Segundo a administração municipal, o responsável pelo imóvel solicitou um alvará em 2019, mas o pedido foi indeferido. Após fiscalizações, aplicação de multas e interdição da obra, a Prefeitura entrou na Justiça, em 2021, pedindo a demolição de uma construção irregular existente no terreno. Uma das multas chegou a R$ 119 mil.
A Justiça chegou a conceder uma liminar determinando a paralisação das obras.
Em 2022, um novo projeto foi apresentado. Em agosto de 2023, a Prefeitura emitiu um alvará para a execução da nova obra, condicionado à demolição da estrutura anterior.
Uma vistoria realizada em fevereiro de 2024 registrou que a demolição havia sido cumprida e o processo judicial acabou extinto.

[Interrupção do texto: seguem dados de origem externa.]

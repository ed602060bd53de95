/// Which generation backend the server talks to. Chosen once at startup.
#[derive(Debug, Clone, Copy, PartialEq, Eq, Default)]
pub enum Provider {
    #[default]
    OpenAI,
    Ollama,
}

impl Provider {
    pub fn as_str(&self) -> &'static str {
        match self {
            Provider::OpenAI => "openai",
            Provider::Ollama => "ollama",
        }
    }

    pub fn from_str(s: &str) -> Option<Self> {
        match s.trim().to_lowercase().as_str() {
            "openai" => Some(Provider::OpenAI),
            "ollama" => Some(Provider::Ollama),
            _ => None,
        }
    }

    pub fn display_name(&self) -> &'static str {
        match self {
            Provider::OpenAI => "OpenAI-compatible",
            Provider::Ollama => "Ollama (Local)",
        }
    }

    pub fn default_base_url(&self) -> &'static str {
        match self {
            Provider::OpenAI => "https://api.openai.com/v1",
            Provider::Ollama => "http://localhost:11434",
        }
    }

    pub fn default_model(&self) -> &'static str {
        match self {
            Provider::OpenAI => "gpt-4-turbo",
            Provider::Ollama => "gemma3:latest",
        }
    }
}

Após o desabamento, porém, a Prefeitura abriu uma investigação na Controladoria Geral do Município (CGM) para apurar os procedimentos de fiscalização. Segundo as apurações preliminares da administração, a demolição exigida para a construção do novo prédio não teria sido realizada.

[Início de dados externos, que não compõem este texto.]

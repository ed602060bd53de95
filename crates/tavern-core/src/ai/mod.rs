pub mod ollama;
pub mod openai;

pub use ollama::OllamaClient;
pub use openai::OpenAIClient;

use std::sync::Arc;

use crate::backend::GenerationBackend;
use crate::config::Settings;
use crate::provider::Provider;

/// Build the backend the settings ask for
pub fn backend_from_settings(settings: &Settings) -> Arc<dyn GenerationBackend> {
    match settings.provider {
        Provider::OpenAI => Arc::new(OpenAIClient::new(
            &settings.base_url,
            settings.api_key.as_deref(),
        )),
        Provider::Ollama => Arc::new(OllamaClient::new(&settings.base_url)),
    }
}
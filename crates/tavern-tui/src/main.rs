use anyhow::{Context, Result};
use tracing_appender::non_blocking::WorkerGuard;

use tavern_core::Settings;

mod app;
mod client;
mod handler;
mod tui;
mod ui;

use app::App;
use tui::{EventHandler, Tui};

/// Route logs to a file; the terminal is owned by the UI.
fn init_logging() -> Result<WorkerGuard> {
    let dir = dirs::data_local_dir()
        .context("Could not determine data directory")?
        .join("tavern");
    std::fs::create_dir_all(&dir)?;

    let appender = tracing_appender::rolling::never(&dir, "tavern-tui.log");
    let (writer, guard) = tracing_appender::non_blocking(appender);
    tracing_subscriber::fmt()
        .with_writer(writer)
        .with_ansi(false)
        .init();

    Ok(guard)
}

#[tokio::main]
async fn main() -> Result<()> {
    let _guard = init_logging()?;
    let settings = Settings::from_env()?;
    tracing::info!(server = %settings.server_url, "starting tavern client");

    tui::install_panic_hook();
    let mut terminal = Tui::enter()?;
    let mut app = App::new(&settings);
    let mut events = EventHandler::new();
    let tx = events.sender();

    let result = async {
        while !app.should_quit {
            terminal.draw(|frame| ui::render(&mut app, frame))?;
            match events.next().await {
                Some(event) => handler::handle_event(&mut app, event, &tx)?,
                None => break,
            }
        }
        Ok::<(), anyhow::Error>(())
    }
    .await;

    app.cancel_request();
    drop(terminal);
    result
}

A servidora responsável pelo laudo que atestou a demolição foi afastada inicialmente por 30 dias. A Polícia Civil também investiga o caso.
Imagens mostram evolução da obra do prédio que desabou da Zona Leste de SP — Foto: Reprodução/TV Globo
Três casas foram interditadas
A Defesa Civil vistoriou a área e interditou três residências localizadas no mesmo terreno vizinho à construção.
As causas do desabamento ainda não foram determinadas. Embora chovesse no momento do acidente, a Defesa Civil informou que não é possível atribuir o desmoronamento apenas à chuva.
O que diz a construtora
A New Home Construtora informou que abriu uma investigação interna para apurar o desabamento e afirmou que ainda não existem elementos suficientes para determinar sua causa.
A empresa disse que há um terreno vizinho onde são realizadas movimentações de terra e que essa circunstância também será analisada.
A construtora afirmou ainda que não se exime de eventual responsabilidade que venha a ser apontada pelas investigações, que está prestando apoio às famílias afetadas e que dará os esclarecimentos necessários às autoridades.